Shanks is pre-treating municipal waste in its East London facility with a unique biodrying process which can eliminate 30% of moisture content


Last month the UK’s first commercial biodrying facility was commissioned and handed over to Shanks Waste Management in conjunction with the East London Waste Authority.

The biodrying system, which treats municipal waste by using heat to extract its water content, was developed by Italian firm Ecodeco, and this is the first installation for the company outside Italy.
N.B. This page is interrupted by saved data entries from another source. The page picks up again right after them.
// src/stale.rs

//! Staleness evaluation: may a task's execution be skipped?
//!
//! Policy: a task is up to date when every declared output exists and no
//! input is *strictly* newer than any output. Equal timestamps count as up
//! to date, so coarse filesystem clocks don't force spurious re-runs.
//!
//! Evaluation happens when a task becomes eligible, after all its producers
//! have finished. Fresh upstream outputs therefore re-evaluate downstream
//! tasks transitively without any extra bookkeeping.

use std::time::SystemTime;

use crate::errors::{GenopipeError, Result};
use crate::fs::FileSystem;
use crate::task::TaskSpec;

/// Result of evaluating one task against the filesystem.
#[derive(Debug, Clone, PartialEq, Eq)]
pub enum Freshness {
    UpToDate,
    Stale(StaleReason),
}

/// Why a task must run.
#[derive(Debug, Clone, PartialEq, Eq)]
pub enum StaleReason {
    /// A declared output does not exist.
    MissingOutput(std::path::PathBuf),
    /// An input is strictly newer than the oldest output.
    InputNewer {
        input: std::path::PathBuf,
        output: std::path::PathBuf,
    },
}

/// Evaluate a task's staleness.
///
/// Errors with [`GenopipeError::MissingInput`] if any input path does not
/// exist; by the time a task is eligible its produced inputs must be on
/// disk, so a missing path means a missing external input (or a producer
/// that lied about its outputs).
pub fn evaluate(spec: &TaskSpec, fs: &dyn FileSystem) -> Result<Freshness> {
    let mut newest_input: Option<(SystemTime, &std::path::Path)> = None;
    for input in spec.inputs() {
        if !fs.exists(input) {
            return Err(GenopipeError::MissingInput {
                task: spec.name().to_string(),
                path: input.clone(),
            });
        }
        let mtime = fs.modified(input)?;
        if newest_input.is_none_or(|(t, _)| mtime > t) {
            newest_input = Some((mtime, input));
        }
    }

    let mut oldest_output: Option<(SystemTime, &std::path::Path)> = None;
    for output in spec.outputs() {
        if !fs.exists(output) {
            return Ok(Freshness::Stale(StaleReason::MissingOutput(output.clone())));
        }
        let mtime = fs.modified(output)?;
        if oldest_output.is_none_or(|(t, _)| mtime < t) {
            oldest_output = Some((mtime, output));
        }
    }

    match (newest_input, oldest_output) {
        (Some((in_time, input)), Some((out_time, output))) if in_time > out_time => {
            Ok(Freshness::Stale(StaleReason::InputNewer {
                input: input.to_path_buf(),
                output: output.to_path_buf(),
            }))
        }
        // No inputs, or nothing newer than the outputs: skip.
        _ => Ok(Freshness::UpToDate),
    }
}
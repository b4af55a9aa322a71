// src/stages.rs

//! Descriptor factories, one per pipeline stage.
//!
//! Each factory is a pure function from concrete file paths (and a few
//! parameters) to a [`TaskSpec`]. No filesystem or process IO happens here;
//! calling a factory twice with the same arguments yields the same
//! descriptor.
//!
//! The on-disk artifact conventions (`.amb`/`.ann`/`.bwt`/`.pac`/`.sa`
//! siblings for a bwa index, `.fai` for faidx, `.dict` for the sequence
//! dictionary, `.tbi` for a gvcf index) are derived here so that implicit
//! tool dependencies become explicit entries in the input lists.

use std::path::{Path, PathBuf};

use crate::errors::{GenopipeError, Result};
use crate::task::{Resources, TaskSpec};

/// Suffixes of the five sibling files `bwa index` writes next to the FASTA.
const BWA_INDEX_SUFFIXES: [&str; 5] = ["amb", "ann", "bwt", "pac", "sa"];

/// Append `.suffix` to a path without replacing its existing extension
/// (`ref.fa` -> `ref.fa.amb`).
fn with_appended_suffix(path: &Path, suffix: &str) -> PathBuf {
    PathBuf::from(format!("{}.{}", path.display(), suffix))
}

/// The five index artifacts `bwa index` produces for a reference FASTA.
pub fn index_artifacts(fa: &Path) -> [PathBuf; 5] {
    BWA_INDEX_SUFFIXES.map(|s| with_appended_suffix(fa, s))
}

/// `.fai` index path for a reference FASTA (`ref.fa` -> `ref.fa.fai`).
pub fn fai_path(fa: &Path) -> PathBuf {
    with_appended_suffix(fa, "fai")
}

/// Sequence dictionary path for a reference FASTA (`ref.fa` -> `ref.dict`,
/// the picard convention).
pub fn dict_path(fa: &Path) -> PathBuf {
    fa.with_extension("dict")
}

/// Label a stage instance by its primary output file, e.g. `bwa_map:A.bam`.
fn label(stage: &str, primary_output: &Path) -> String {
    match primary_output.file_name() {
        Some(name) => format!("{}:{}", stage, name.to_string_lossy()),
        None => stage.to_string(),
    }
}

/// Genome indexing. Single producer for all five sibling index files.
pub fn bwa_index(fa: &Path) -> Result<TaskSpec> {
    let mut builder = TaskSpec::builder(label("bwa_index", fa)).input(fa);
    for artifact in index_artifacts(fa) {
        builder = builder.output(artifact);
    }
    builder
        .resources(Resources::new(8, "16g", "48:00:00"))
        .command(format!("bwa index {}", fa.display()))
        .build()
}

/// Sequence dictionary for the reference. HaplotypeCaller needs this file.
pub fn picard_dict(fa: &Path) -> Result<TaskSpec> {
    let dict = dict_path(fa);
    TaskSpec::builder(label("picard_dict", &dict))
        .input(fa)
        .output(&dict)
        .resources(Resources::new(4, "8g", "12:00:00"))
        .command(format!(
            "java -jar ./libexec/picard/picard.jar CreateSequenceDictionary R={} O={}",
            fa.display(),
            dict.display()
        ))
        .build()
}

/// FASTA index for the reference. HaplotypeCaller needs this file.
pub fn samtools_faidx(fa: &Path) -> Result<TaskSpec> {
    let fai = fai_path(fa);
    TaskSpec::builder(label("samtools_faidx", &fai))
        .input(fa)
        .output(&fai)
        .resources(Resources::new(4, "8g", "12:00:00"))
        .command(format!("samtools faidx {}", fa.display()))
        .build()
}

/// Map paired short reads against the reference.
///
/// The command only names the FASTA, but `bwa mem` reads the five on-disk
/// index artifacts next to it; those are declared as first-class inputs so
/// the graph sees the dependency on [`bwa_index`].
pub fn bwa_map(fa: &Path, fq1: &Path, fq2: &Path, bam: &Path) -> Result<TaskSpec> {
    TaskSpec::builder(label("bwa_map", bam))
        .input(fa)
        .inputs(index_artifacts(fa))
        .input(fq1)
        .input(fq2)
        .output(bam)
        .resources(Resources::new(12, "16g", "96:00:00"))
        .command(format!(
            "bwa mem {} {} {} | samtools view -Sb > {}",
            fa.display(),
            fq1.display(),
            fq2.display(),
            bam.display()
        ))
        .build()
}

/// Tag an alignment with read-group metadata for `sample`.
///
/// The sample name is not a file; it travels in the task label and command
/// rather than in the input list, so the Missing-Input check only ever sees
/// real paths.
pub fn picard_read_groups(
    mapped: &Path,
    fa: &Path,
    rgroup: &Path,
    sample: &str,
) -> Result<TaskSpec> {
    if sample.trim().is_empty() {
        return Err(GenopipeError::Definition(
            "picard_read_groups requires a non-empty sample name".to_string(),
        ));
    }
    TaskSpec::builder(label("picard_read_groups", rgroup))
        .input(mapped)
        .input(fa)
        .output(rgroup)
        .resources(Resources::new(8, "8g", "24:00:00"))
        .command(format!(
            "java -jar ./libexec/picard/picard.jar AddOrReplaceReadGroups \
             I={} O={} RGLB=lib1 RGPL=illumina RGPU=unit1 RGSM={} R={} CREATE_INDEX=true",
            mapped.display(),
            rgroup.display(),
            sample,
            fa.display()
        ))
        .build()
}

/// Coordinate-sort an alignment.
pub fn picard_sort(rgroup: &Path, sorted: &Path) -> Result<TaskSpec> {
    TaskSpec::builder(label("picard_sort", sorted))
        .input(rgroup)
        .output(sorted)
        .resources(Resources::new(8, "64g", "24:00:00"))
        .command(format!(
            "java -jar ./libexec/picard/picard.jar SortSam I={} O={} SORT_ORDER=coordinate",
            rgroup.display(),
            sorted.display()
        ))
        .build()
}

/// Mark duplicate reads. One task, two outputs (deduplicated alignment plus
/// a metrics report).
pub fn picard_mark_duplicates(sorted: &Path, dedup: &Path, metrics: &Path) -> Result<TaskSpec> {
    TaskSpec::builder(label("picard_mark_duplicates", dedup))
        .input(sorted)
        .output(dedup)
        .output(metrics)
        .resources(Resources::new(8, "32g", "24:00:00"))
        .command(format!(
            "java -jar ./libexec/picard/picard.jar MarkDuplicates I={} O={} M={}",
            sorted.display(),
            dedup.display(),
            metrics.display()
        ))
        .build()
}

/// Per-sample variant calling; emits a gvcf plus its `.tbi` index.
///
/// The `.fai` and `.dict` sidecars of the reference are declared as inputs
/// because HaplotypeCaller refuses to run without them.
pub fn gatk_haplotype_caller(fa: &Path, bam: &Path, gvcf: &Path) -> Result<TaskSpec> {
    let tbi = with_appended_suffix(gvcf, "tbi");
    TaskSpec::builder(label("gatk_haplotype_caller", gvcf))
        .input(fa)
        .input(fai_path(fa))
        .input(dict_path(fa))
        .input(bam)
        .output(gvcf)
        .output(&tbi)
        .resources(Resources::new(16, "16g", "120:00:00"))
        .command(format!(
            "gatk --java-options '-Xmx16g' HaplotypeCaller -R {} -I {} -O {} -ERC GVCF",
            fa.display(),
            bam.display(),
            gvcf.display()
        ))
        .build()
}

/// Write the cohort manifest: one `sample<TAB>gvcf-path` line per entry, in
/// entry order. Accepts zero or more entries; every gvcf is a distinct
/// dependency edge.
///
/// The manifest is written with plain `printf` redirection, so its content
/// is a pure function of the factory arguments.
pub fn gvcf_list(entries: &[(String, PathBuf)], tsv: &Path) -> Result<TaskSpec> {
    let mut builder = TaskSpec::builder(label("gvcf_list", tsv));
    // Truncate first so zero entries still yield a (empty) manifest.
    let mut parts = vec![format!(": > {}", tsv.display())];

    for (sample, gvcf) in entries {
        if sample.trim().is_empty() {
            return Err(GenopipeError::Definition(format!(
                "gvcf_list entry for '{}' has an empty sample name",
                gvcf.display()
            )));
        }
        builder = builder.input(gvcf);
        parts.push(format!(
            "printf '%s\\t%s\\n' '{}' '{}' >> {}",
            sample,
            gvcf.display(),
            tsv.display()
        ));
    }

    builder
        .output(tsv)
        .resources(Resources::new(2, "4g", "1:00:00"))
        .command(parts.join(" && "))
        .build()
}

/// Combine per-sample gvcfs into a GenomicsDB workspace.
///
/// Consumes the manifest, not the gvcfs it lists; staleness of an individual
/// gvcf reaches this task through the manifest's mtime, because [`gvcf_list`]
/// declares every gvcf as an input.
pub fn gatk_genomicsdb_import(tsv: &Path, workspace: &Path, intervals: &[String]) -> Result<TaskSpec> {
    if intervals.is_empty() {
        return Err(GenopipeError::Definition(
            "gatk_genomicsdb_import requires at least one genomic interval".to_string(),
        ));
    }
    let interval_flags = intervals
        .iter()
        .map(|i| format!("-L {i}"))
        .collect::<Vec<_>>()
        .join(" ");

    TaskSpec::builder(label("gatk_genomicsdb_import", workspace))
        .input(tsv)
        .output(workspace)
        .resources(Resources::new(16, "16g", "120:00:00"))
        .command(format!(
            "gatk --java-options '-Xmx16g -Xms16g' GenomicsDBImport \
             --sample-name-map {} --genomicsdb-workspace-path {} {}",
            tsv.display(),
            workspace.display(),
            interval_flags
        ))
        .build()
}

/// Joint genotyping across the cohort; the final stage.
pub fn gatk_genotype_gvcfs(fa: &Path, workspace: &Path, vcf: &Path) -> Result<TaskSpec> {
    TaskSpec::builder(label("gatk_genotype_gvcfs", vcf))
        .input(fa)
        .input(workspace)
        .output(vcf)
        .resources(Resources::new(16, "16g", "120:00:00"))
        .command(format!(
            "gatk --java-options '-Xmx16g' GenotypeGVCFs -R {} -V gendb://{} -O {}",
            fa.display(),
            workspace.display(),
            vcf.display()
        ))
        .build()
}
According to Duncan Bowett, managing director of Synmet UK, which integrated the waste processing and recycling plant at Shanks, the biodrying process can eliminate around 30% of the moisture found in municipal solid waste (MSW) before any other treatment.

“Biodrying converts waste into recoverable and usable products. But, as importantly, it stops the biological activity of MSW and the emission of greenhouse gases such as methane that would otherwise end up in landfill,” he says.

The black bin waste is taken from London boroughs such as Tower Hamlets by Shanks as part of its long-term private finance initiative contract for the East London Waste Authority. The waste gets loaded into one of three halls at the contractor’s east-London facility – each hall has a capacity of 75,000 tones per annum.

Micro-organisms which are naturally present in municipal waste take around a fortnight to reach optimum temperatures. But the biodrying process generates heat, which releases moisture from the waste. This moisture is then sucked out of the hall by creating a negative-pressure environment. With the moisture gone, the micro-organisms can no longer grow.

The waste is then transferred from the sorting hall into a single separating system, designed and built by Synmet. It includes various separation technologies – trommel screening, fine screening, shredding, magnetic separation and air technology. Once separated, what’s left is solid recovered fuel – a renewable energy source that can be used by power plants and direct end-users such as cement kilns.

According to Bowett, certain technical “challenges” had to be overcome – both at the design and implementation stages – to integrate the three lines from the halls into one separation plant.

“It involves technology that’s new, not just to the UK, but also for the rest of the world. In fact, there are only a handful of companies throughout the world who could achieve what we’ve done,” he claims, adding: “The plant has been set up in such a way that makes it more reliable. If one hall goes down, the others keep going.”

Bowett believes that Shanks’s biodrying plant will be used as a template for future waste innovations and will set the benchmark on a cost-per-tonne basis. Shanks is working on more biodrying plants in Dumfries and Galloway, which are anticipated to open in 2007.